## DATA SECTION
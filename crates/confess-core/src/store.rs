//! Document store port and the in-memory implementation.
//!
//! The workflow only relies on per-collection get/set/update/delete, one
//! read-then-write transaction primitive, and an exact-match single-field
//! lookup. Everything else (queries, scans, ordering) is deliberately outside
//! the port.

use std::{
    collections::{BTreeMap, HashMap},
    fs,
    path::PathBuf,
};

use async_trait::async_trait;
use serde::{de::DeserializeOwned, Serialize};
use serde_json::Value;
use tokio::sync::Mutex;

use crate::{errors::Error, Result};

/// Collection names, shared between repositories.
pub mod collections {
    pub const USERS: &str = "users";
    pub const CONFESSIONS: &str = "confessions";
    pub const COMMENTS: &str = "comments";
    pub const COUNTERS: &str = "counters";
    pub const COOLDOWNS: &str = "cooldowns";
    pub const STATES: &str = "states";
}

/// Read-then-write step executed under the store's atomicity guarantee.
pub type TxnFn = Box<dyn FnOnce(Option<Value>) -> Value + Send>;

#[async_trait]
pub trait DocumentStore: Send + Sync {
    async fn get(&self, collection: &str, id: &str) -> Result<Option<Value>>;

    async fn set(&self, collection: &str, id: &str, doc: Value) -> Result<()>;

    /// Shallow-merges `patch` into the stored document, creating it when
    /// missing. Non-object documents are replaced.
    async fn update(&self, collection: &str, id: &str, patch: Value) -> Result<()>;

    async fn delete(&self, collection: &str, id: &str) -> Result<()>;

    /// Applies `apply` to the current document and stores the result, as a
    /// single transaction: no two concurrent callers may observe the same
    /// input. Returns the stored value.
    async fn transaction(&self, collection: &str, id: &str, apply: TxnFn) -> Result<Value>;

    /// Exact-match single-field lookup. Only used for display-name
    /// uniqueness checks.
    async fn find_eq(
        &self,
        collection: &str,
        field: &str,
        value: &str,
        limit: usize,
    ) -> Result<Vec<Value>>;
}

// ============== Typed helpers ==============

pub async fn get_doc<T: DeserializeOwned>(
    store: &dyn DocumentStore,
    collection: &str,
    id: &str,
) -> Result<Option<T>> {
    match store.get(collection, id).await? {
        Some(value) => Ok(Some(serde_json::from_value(value)?)),
        None => Ok(None),
    }
}

pub async fn put_doc<T: Serialize>(
    store: &dyn DocumentStore,
    collection: &str,
    id: &str,
    doc: &T,
) -> Result<()> {
    store.set(collection, id, serde_json::to_value(doc)?).await
}

// ============== In-memory implementation ==============

type Documents = HashMap<String, BTreeMap<String, Value>>;

/// Single-process store: one async mutex over the whole document map.
///
/// `transaction` holds the lock across the read-modify-write, which is the
/// atomicity guarantee the sequence generator depends on. Optionally
/// snapshots every mutation to a JSON file (best-effort, temp file + rename).
pub struct MemoryStore {
    inner: Mutex<Documents>,
    snapshot_path: Option<PathBuf>,
}

impl MemoryStore {
    pub fn new() -> Self {
        Self {
            inner: Mutex::new(HashMap::new()),
            snapshot_path: None,
        }
    }

    /// Opens a store backed by a JSON snapshot file, loading it if present.
    pub fn open(path: impl Into<PathBuf>) -> Result<Self> {
        let path = path.into();
        let documents = match fs::read_to_string(&path) {
            Ok(contents) => serde_json::from_str::<Documents>(&contents)
                .map_err(|e| Error::Store(format!("corrupt snapshot {}: {e}", path.display())))?,
            Err(e) if e.kind() == std::io::ErrorKind::NotFound => HashMap::new(),
            Err(e) => return Err(e.into()),
        };

        Ok(Self {
            inner: Mutex::new(documents),
            snapshot_path: Some(path),
        })
    }

    fn persist(&self, documents: &Documents) {
        let Some(path) = &self.snapshot_path else {
            return;
        };

        let result = serde_json::to_string(documents)
            .map_err(Error::Json)
            .and_then(|json| {
                let tmp = path.with_extension("tmp");
                fs::write(&tmp, json)?;
                fs::rename(&tmp, path)?;
                Ok(())
            });

        if let Err(e) = result {
            tracing::warn!(path = %path.display(), error = %e, "store snapshot failed");
        }
    }
}

impl Default for MemoryStore {
    fn default() -> Self {
        Self::new()
    }
}

fn merge_into(doc: &mut Value, patch: Value) {
    match (doc, patch) {
        (Value::Object(existing), Value::Object(incoming)) => {
            for (k, v) in incoming {
                existing.insert(k, v);
            }
        }
        (doc, patch) => *doc = patch,
    }
}

#[async_trait]
impl DocumentStore for MemoryStore {
    async fn get(&self, collection: &str, id: &str) -> Result<Option<Value>> {
        let documents = self.inner.lock().await;
        Ok(documents
            .get(collection)
            .and_then(|docs| docs.get(id))
            .cloned())
    }

    async fn set(&self, collection: &str, id: &str, doc: Value) -> Result<()> {
        let mut documents = self.inner.lock().await;
        documents
            .entry(collection.to_string())
            .or_default()
            .insert(id.to_string(), doc);
        self.persist(&documents);
        Ok(())
    }

    async fn update(&self, collection: &str, id: &str, patch: Value) -> Result<()> {
        let mut documents = self.inner.lock().await;
        let docs = documents.entry(collection.to_string()).or_default();
        match docs.get_mut(id) {
            Some(doc) => merge_into(doc, patch),
            None => {
                docs.insert(id.to_string(), patch);
            }
        }
        self.persist(&documents);
        Ok(())
    }

    async fn delete(&self, collection: &str, id: &str) -> Result<()> {
        let mut documents = self.inner.lock().await;
        if let Some(docs) = documents.get_mut(collection) {
            docs.remove(id);
        }
        self.persist(&documents);
        Ok(())
    }

    async fn transaction(&self, collection: &str, id: &str, apply: TxnFn) -> Result<Value> {
        let mut documents = self.inner.lock().await;
        let docs = documents.entry(collection.to_string()).or_default();
        let current = docs.get(id).cloned();
        let next = apply(current);
        docs.insert(id.to_string(), next.clone());
        self.persist(&documents);
        Ok(next)
    }

    async fn find_eq(
        &self,
        collection: &str,
        field: &str,
        value: &str,
        limit: usize,
    ) -> Result<Vec<Value>> {
        let documents = self.inner.lock().await;
        let Some(docs) = documents.get(collection) else {
            return Ok(Vec::new());
        };

        Ok(docs
            .values()
            .filter(|doc| doc.get(field).and_then(Value::as_str) == Some(value))
            .take(limit)
            .cloned()
            .collect())
    }
}
use std::{sync::Arc, time::Duration};

use chrono::Utc;
use serde_json::Value;

use crate::{
    domain::UserId,
    store::{collections, DocumentStore},
    Result,
};

/// Action kind for confession submission.
pub const ACTION_CONFESSION: &str = "confession";

/// Per-user, per-action-kind minimum interval enforcement.
///
/// A record is written after an action is allowed, not before; denial is a
/// normal user-visible outcome for the caller to frame, not an error.
#[derive(Clone)]
pub struct Cooldowns {
    store: Arc<dyn DocumentStore>,
}

impl Cooldowns {
    pub fn new(store: Arc<dyn DocumentStore>) -> Self {
        Self { store }
    }

    pub async fn allowed(&self, user: UserId, kind: &str, window: Duration) -> Result<bool> {
        self.allowed_at(user, kind, window, now_millis()).await
    }

    pub async fn allowed_at(
        &self,
        user: UserId,
        kind: &str,
        window: Duration,
        now_ms: i64,
    ) -> Result<bool> {
        Ok(match self.last_action_ms(user, kind).await? {
            None => true,
            Some(last) => now_ms - last > window.as_millis() as i64,
        })
    }

    /// Time left until the action is allowed again; `None` when allowed now.
    pub async fn remaining(&self, user: UserId, kind: &str, window: Duration) -> Result<Option<Duration>> {
        self.remaining_at(user, kind, window, now_millis()).await
    }

    pub async fn remaining_at(
        &self,
        user: UserId,
        kind: &str,
        window: Duration,
        now_ms: i64,
    ) -> Result<Option<Duration>> {
        let Some(last) = self.last_action_ms(user, kind).await? else {
            return Ok(None);
        };

        let elapsed = now_ms - last;
        let window_ms = window.as_millis() as i64;
        if elapsed > window_ms {
            return Ok(None);
        }
        Ok(Some(Duration::from_millis((window_ms - elapsed).max(0) as u64)))
    }

    pub async fn record(&self, user: UserId, kind: &str) -> Result<()> {
        self.record_at(user, kind, now_millis()).await
    }

    pub async fn record_at(&self, user: UserId, kind: &str, now_ms: i64) -> Result<()> {
        let mut patch = serde_json::Map::new();
        patch.insert(kind.to_string(), Value::from(now_ms));
        self.store
            .update(
                collections::COOLDOWNS,
                &user.0.to_string(),
                Value::Object(patch),
            )
            .await
    }

    async fn last_action_ms(&self, user: UserId, kind: &str) -> Result<Option<i64>> {
        Ok(self
            .store
            .get(collections::COOLDOWNS, &user.0.to_string())
            .await?
            .as_ref()
            .and_then(|doc| doc.get(kind))
            .and_then(Value::as_i64))
    }
}

fn now_millis() -> i64 {
    Utc::now().timestamp_millis()
}
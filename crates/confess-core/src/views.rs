//! User-facing message composition. All output is Telegram HTML; dynamic
//! content is escaped here, next to where it is interpolated.

use crate::{
    callback::CallbackAction,
    comments::CommentPage,
    config::Config,
    domain::ConfessionId,
    formatting::{escape_html, truncate_chars},
    messaging::types::{InlineButton, InlineKeyboard, ReplyMenu},
    users::UserProfile,
};

// Main-menu button labels. Pressing one arrives as a plain text message.
pub const BTN_SEND_CONFESSION: &str = "📝 Send Confession";
pub const BTN_PROFILE: &str = "👤 My Profile";
pub const BTN_PROMOTE: &str = "📢 Promote Bot";
pub const BTN_RULES: &str = "📌 Rules";
pub const BTN_ABOUT: &str = "ℹ️ About Us";

pub const BLOCKED_NOTICE: &str = "❌ Your account has been blocked by admin.";

pub const CONFESSION_PROMPT: &str = "✍️ <b>Send Your Confession</b>\n\nType your confession below (max 1000 characters):\n\nYou can add hashtags like #love #study #funny";

pub const COMMENT_PROMPT: &str = "📝 <b>Add Comment</b>\n\nType your comment for this confession:";

pub const REJECTION_REASON_PROMPT: &str =
    "❌ <b>Rejecting Confession</b>\n\nPlease provide rejection reason:";

pub const USERNAME_PROMPT: &str = "🤫 <b>Welcome to the Confession Bot!</b>\n\nFirst, please set your display name:\n\nEnter your desired name (3-20 characters, letters/numbers/underscores only):";

pub fn welcome_back(profile: &UserProfile) -> String {
    format!(
        "🤫 <b>Welcome back, {}!</b>\n\nSend me your confession and it will be submitted anonymously for admin approval.\n\nYour identity will never be revealed!",
        escape_html(&profile.username)
    )
}

pub fn main_menu(profile: &UserProfile) -> (String, ReplyMenu) {
    let level = profile.level();
    let text = format!(
        "🤫 <b>Confession Bot</b>\n\n👤 Profile: {}\n⭐ Reputation: {}\n🏆 Level: {} {} ({} comments)\n\nChoose an option below:",
        escape_html(&profile.username),
        profile.reputation,
        level.symbol,
        level.name(),
        profile.total_comments
    );

    let menu = ReplyMenu::new(vec![
        vec![BTN_SEND_CONFESSION.to_string(), BTN_PROFILE.to_string()],
        vec![BTN_PROMOTE.to_string(), BTN_RULES.to_string()],
        vec![BTN_ABOUT.to_string()],
    ]);

    (text, menu)
}

pub fn profile_view(profile: &UserProfile) -> String {
    let level = profile.level();
    let member_since = profile
        .joined_at
        .split('T')
        .next()
        .unwrap_or(&profile.joined_at)
        .to_string();

    format!(
        "👤 <b>My Profile</b>\n\n<b>Display Name:</b> {}\n<b>Level:</b> {} {} ({} comments)\n<b>Reputation:</b> {}⭐\n<b>Confessions:</b> {}\n<b>Member Since:</b> {}",
        escape_html(&profile.username),
        level.symbol,
        level.name(),
        profile.total_comments,
        profile.reputation,
        profile.total_confessions,
        member_since
    )
}

pub fn promote_view(cfg: &Config) -> (String, InlineKeyboard) {
    let text = format!(
        "📢 <b>Help Us Grow!</b>\n\nShare our bot with friends:\n{}\n\nJoin our channel for confessions:",
        cfg.bot_link()
    );

    let share_url = format!(
        "https://t.me/share/url?url={}&text=Check%20out%20this%20anonymous%20confession%20bot!",
        cfg.bot_link()
    );
    let mut keyboard = InlineKeyboard::row(vec![InlineButton::url("📤 Share Bot", share_url)]);
    if let Some(channel) = cfg.channel_link() {
        keyboard.push_row(vec![InlineButton::url("📢 Join Channel", channel)]);
    }

    (text, keyboard)
}

pub fn rules_view() -> String {
    "📌 <b>Rules</b>\n\n1. Stay anonymous — do not reveal names.\n2. No harassment, threats or doxxing.\n3. No advertising.\n4. Every confession is reviewed by moderators before it is posted.".to_string()
}

pub fn about_view() -> String {
    "ℹ️ <b>About Us</b>\n\nAn anonymous confession board. You write, moderators review, the channel reads. Your identity is never shown anywhere.".to_string()
}

pub fn submitted_view() -> (String, InlineKeyboard) {
    let text = "✅ <b>Confession Submitted!</b>\n\nYour confession is under review. You'll be notified when approved.".to_string();
    let keyboard = InlineKeyboard::new(vec![
        vec![
            InlineButton::callback("📝 Send Another", CallbackAction::SendConfession.encode()),
            InlineButton::callback("📢 Promote Bot", CallbackAction::PromoteBot.encode()),
        ],
        vec![InlineButton::callback(
            "🔙 Back to Menu",
            CallbackAction::BackToMenu.encode(),
        )],
    ]);
    (text, keyboard)
}

/// Full comment listing, one page at a time.
pub fn comment_page_view(page: &CommentPage, id: &ConfessionId) -> (String, InlineKeyboard) {
    let mut text = format!(
        "💬 <b>Comments for Confession #{}</b>\n\n<b>Confession Preview:</b>\n{}\n\n",
        page.confession_number,
        escape_html(&truncate_chars(&page.confession_text, 150))
    );

    if page.entries.is_empty() {
        text.push_str("No comments yet. Be the first to comment!\n");
    } else {
        let first = page.entries.first().map(|e| e.index).unwrap_or(0);
        let last = page.entries.last().map(|e| e.index).unwrap_or(0);
        text.push_str(&format!(
            "<b>Comments ({first}-{last} of {}):</b>\n\n",
            page.total_comments
        ));
        for entry in &page.entries {
            text.push_str(&format!(
                "{}. {}\n   - {} {}\n   📅 {}\n\n",
                entry.index,
                escape_html(&entry.comment.text),
                entry.author_level.symbol,
                escape_html(&entry.author_name),
                entry.comment.posted_at
            ));
        }
    }

    let mut keyboard = InlineKeyboard::row(vec![InlineButton::callback(
        "📝 Add Comment",
        CallbackAction::AddComment(id.clone()).encode(),
    )]);

    if page.total_pages > 1 {
        let mut row = Vec::new();
        if page.page > 1 {
            row.push(InlineButton::callback(
                "⬅️ Previous",
                CallbackAction::CommentsPage(id.clone(), page.page - 1).encode(),
            ));
        }
        row.push(InlineButton::callback(
            format!("{}/{}", page.page, page.total_pages),
            CallbackAction::CurrentPage.encode(),
        ));
        if page.page < page.total_pages {
            row.push(InlineButton::callback(
                "Next ➡️",
                CallbackAction::CommentsPage(id.clone(), page.page + 1).encode(),
            ));
        }
        keyboard.push_row(row);
    }

    keyboard.push_row(vec![
        InlineButton::callback("📝 Send Confession", CallbackAction::SendConfession.encode()),
        InlineButton::callback("🔙 Main Menu", CallbackAction::BackToMenu.encode()),
    ]);

    (text, keyboard)
}

/// Deep-link landing: confession preview plus the first few comments.
pub fn comment_landing_view(page: &CommentPage, id: &ConfessionId) -> (String, InlineKeyboard) {
    let mut text = format!(
        "💬 <b>Comments for Confession #{}</b>\n\n<b>Confession:</b>\n{}\n\n",
        page.confession_number,
        escape_html(&truncate_chars(&page.confession_text, 200))
    );

    if page.entries.is_empty() {
        text.push_str("No comments yet. Be the first to comment!\n");
    } else {
        text.push_str(&format!(
            "<b>Recent Comments ({} total):</b>\n\n",
            page.total_comments
        ));
        for entry in &page.entries {
            text.push_str(&format!(
                "{}. {}\n   - {}\n\n",
                entry.index,
                escape_html(&entry.comment.text),
                escape_html(&entry.author_name)
            ));
        }
    }

    let keyboard = InlineKeyboard::new(vec![
        vec![
            InlineButton::callback("📝 Add Comment", CallbackAction::AddComment(id.clone()).encode()),
            InlineButton::callback(
                "👁️ View All Comments",
                CallbackAction::CommentsPage(id.clone(), 1).encode(),
            ),
        ],
        vec![
            InlineButton::callback(
                "📝 Send Your Confession",
                CallbackAction::SendConfession.encode(),
            ),
            InlineButton::callback("🔙 Main Menu", CallbackAction::BackToMenu.encode()),
        ],
    ]);

    (text, keyboard)
}

pub fn admin_panel_view() -> String {
    "🔐 <b>Admin Panel</b>\n\nNew confessions arrive here automatically with Approve / Reject buttons. Reply to a reject prompt to record the reason.".to_string()
}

## YOUR TASK
What are the lines above, starting at the one with "pub fn comment_page_view(page: &CommentPage, id: &ConfessionId)" and ending at the one with "first few comments."? Give them again exactly, and only them.

## WRITTEN SOLUTION
pub fn comment_page_view(page: &CommentPage, id: &ConfessionId) -> (String, InlineKeyboard) {
    let mut text = format!(
        "💬 <b>Comments for Confession #{}</b>\n\n<b>Confession Preview:</b>\n{}\n\n",
        page.confession_number,
        escape_html(&truncate_chars(&page.confession_text, 150))
    );

    if page.entries.is_empty() {
        text.push_str("No comments yet. Be the first to comment!\n");
    } else {
        let first = page.entries.first().map(|e| e.index).unwrap_or(0);
        let last = page.entries.last().map(|e| e.index).unwrap_or(0);
        text.push_str(&format!(
            "<b>Comments ({first}-{last} of {}):</b>\n\n",
            page.total_comments
        ));
        for entry in &page.entries {
            text.push_str(&format!(
                "{}. {}\n   - {} {}\n   📅 {}\n\n",
                entry.index,
                escape_html(&entry.comment.text),
                entry.author_level.symbol,
                escape_html(&entry.author_name),
                entry.comment.posted_at
            ));
        }
    }

    let mut keyboard = InlineKeyboard::row(vec![InlineButton::callback(
        "📝 Add Comment",
        CallbackAction::AddComment(id.clone()).encode(),
    )]);

    if page.total_pages > 1 {
        let mut row = Vec::new();
        if page.page > 1 {
            row.push(InlineButton::callback(
                "⬅️ Previous",
                CallbackAction::CommentsPage(id.clone(), page.page - 1).encode(),
            ));
        }
        row.push(InlineButton::callback(
            format!("{}/{}", page.page, page.total_pages),
            CallbackAction::CurrentPage.encode(),
        ));
        if page.page < page.total_pages {
            row.push(InlineButton::callback(
                "Next ➡️",
                CallbackAction::CommentsPage(id.clone(), page.page + 1).encode(),
            ));
        }
        keyboard.push_row(row);
    }

    keyboard.push_row(vec![
        InlineButton::callback("📝 Send Confession", CallbackAction::SendConfession.encode()),
        InlineButton::callback("🔙 Main Menu", CallbackAction::BackToMenu.encode()),
    ]);

    (text, keyboard)
}

/// Deep-link landing: confession preview plus the first few comments.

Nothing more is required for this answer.